- _Task to carry out_
Word for word, restate all of the entries.

- _The records_
- - -
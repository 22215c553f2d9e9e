//! Textual insights over ranked location metrics.

use super::aggregator::round_half_up;
use crate::format::{format_currency, format_whole};
use crate::models::{Insight, LocationMetric, Priority};
use tracing::debug;

/// Generate the fixed set of location insights.
///
/// `metrics` must be ordered by total revenue, highest first, as returned
/// by `aggregate_locations`. The revenue-lead insight needs a runner-up
/// and is left out when only one location exists.
pub fn generate_insights(metrics: &[LocationMetric]) -> Vec<Insight> {
    let Some(top) = metrics.first() else {
        return Vec::new();
    };

    let mut insights = Vec::with_capacity(3);

    match metrics.get(1) {
        Some(second) => insights.push(highest_revenue_insight(top, second)),
        None => debug!("Single location, skipping revenue comparison"),
    }

    if let Some(best_ticket) = highest_avg_ticket(metrics) {
        insights.push(Insight {
            title: "Highest Average Ticket".to_string(),
            insight: format!(
                "Jobs in {} have the highest average ticket at ${}, suggesting premium services or affluent customers in this area.",
                best_ticket.display_name(),
                format_whole(best_ticket.avg_ticket)
            ),
            priority: Priority::Medium,
        });
    }

    if let Some(quietest) = fewest_jobs(metrics) {
        insights.push(Insight {
            title: "Market Expansion Opportunity".to_string(),
            insight: format!(
                "{} has the lowest job count but decent average ticket. Consider targeted marketing to increase presence in this area.",
                quietest.display_name()
            ),
            priority: Priority::Medium,
        });
    }

    insights
}

/// Percentage by which `top` out-earns `second`, or `None` when `second` earned nothing.
pub fn revenue_lead_percent(top: &LocationMetric, second: &LocationMetric) -> Option<i64> {
    if second.total_revenue <= 0.0 {
        return None;
    }
    let lead = (top.total_revenue / second.total_revenue - 1.0) * 100.0;
    Some(round_half_up(lead) as i64)
}

fn highest_revenue_insight(top: &LocationMetric, second: &LocationMetric) -> Insight {
    let mut text = format!(
        "{} ({}) generates the most revenue at ${}",
        top.display_name(),
        top.zip_code,
        format_currency(top.total_revenue)
    );

    match revenue_lead_percent(top, second) {
        Some(lead) => text.push_str(&format!(
            ", which is {}% higher than the second highest area.",
            lead
        )),
        None => text.push('.'),
    }

    Insight {
        title: "Highest Revenue Area".to_string(),
        insight: text,
        priority: Priority::High,
    }
}

/// First location (in the given order) with the greatest average ticket.
fn highest_avg_ticket(metrics: &[LocationMetric]) -> Option<&LocationMetric> {
    metrics
        .iter()
        .reduce(|best, m| if m.avg_ticket > best.avg_ticket { m } else { best })
}

/// Location with the fewest jobs; on ties, the last one in the given order.
fn fewest_jobs(metrics: &[LocationMetric]) -> Option<&LocationMetric> {
    metrics.iter().rev().min_by_key(|m| m.job_count)
}
//! Analysis modules.
//!
//! Aggregation of job records into location metrics, and the insights
//! derived from the ranked result.

pub mod aggregator;
pub mod insights;

pub use aggregator::*;
pub use insights::generate_insights;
- - -
- _Output below_
repository 22215c553f2d9e9e
//! Textual insights over ranked location metrics.

use super::aggregator::round_half_up;
use crate::format::{format_currency, format_whole};
use crate::models::{Insight, LocationMetric, Priority};
use tracing::debug;

/// Generate the fixed set of location insights.
///
/// `metrics` must be ordered by total revenue, highest first, as returned
/// by `aggregate_locations`. The revenue-lead insight needs a runner-up
/// and is left out when only one location exists.
pub fn generate_insights(metrics: &[LocationMetric]) -> Vec<Insight> {
    let Some(top) = metrics.first() else {
        return Vec::new();
    };

    let mut insights = Vec::with_capacity(3);

    match metrics.get(1) {
        Some(second) => insights.push(highest_revenue_insight(top, second)),
        None => debug!("Single location, skipping revenue comparison"),
    }

    if let Some(best_ticket) = highest_avg_ticket(metrics) {
        insights.push(Insight {
            title: "Highest Average Ticket".to_string(),
            insight: format!(
                "Jobs in {} have the highest average ticket at ${}, suggesting premium services or affluent customers in this area.",
                best_ticket.display_name(),
                format_whole(best_ticket.avg_ticket)
            ),
            priority: Priority::Medium,
        });
    }

    if let Some(quietest) = fewest_jobs(metrics) {
        insights.push(Insight {
            title: "Market Expansion Opportunity".to_string(),
            insight: format!(
                "{} has the lowest job count but decent average ticket. Consider targeted marketing to increase presence in this area.",
                quietest.display_name()
            ),
            priority: Priority::Medium,
        });
    }

    insights
}

/// Percentage by which `top` out-earns `second`, or `None` when `second` earned nothing.
pub fn revenue_lead_percent(top: &LocationMetric, second: &LocationMetric) -> Option<i64> {
    if second.total_revenue <= 0.0 {
        return None;
    }
    let lead = (top.total_revenue / second.total_revenue - 1.0) * 100.0;
    Some(round_half_up(lead) as i64)
}

fn highest_revenue_insight(top: &LocationMetric, second: &LocationMetric) -> Insight {
    let mut text = format!(
        "{} ({}) generates the most revenue at ${}",
        top.display_name(),
        top.zip_code,
        format_currency(top.total_revenue)
    );

    match revenue_lead_percent(top, second) {
        Some(lead) => text.push_str(&format!(
            ", which is {}% higher than the second highest area.",
            lead
        )),
        None => text.push('.'),
    }

    Insight {
        title: "Highest Revenue Area".to_string(),
        insight: text,
        priority: Priority::High,
    }
}

/// First location (in the given order) with the greatest average ticket.
fn highest_avg_ticket(metrics: &[LocationMetric]) -> Option<&LocationMetric> {
    metrics
        .iter()
        .reduce(|best, m| if m.avg_ticket > best.avg_ticket { m } else { best })
}

/// Location with the fewest jobs; on ties, the last one in the given order.
fn fewest_jobs(metrics: &[LocationMetric]) -> Option<&LocationMetric> {
    metrics.iter().rev().min_by_key(|m| m.job_count)
}
//! Analysis modules.
//!
//! Aggregation of job records into location metrics, and the insights
//! derived from the ranked result.

pub mod aggregator;
pub mod insights;

pub use aggregator::*;
pub use insights::generate_insights;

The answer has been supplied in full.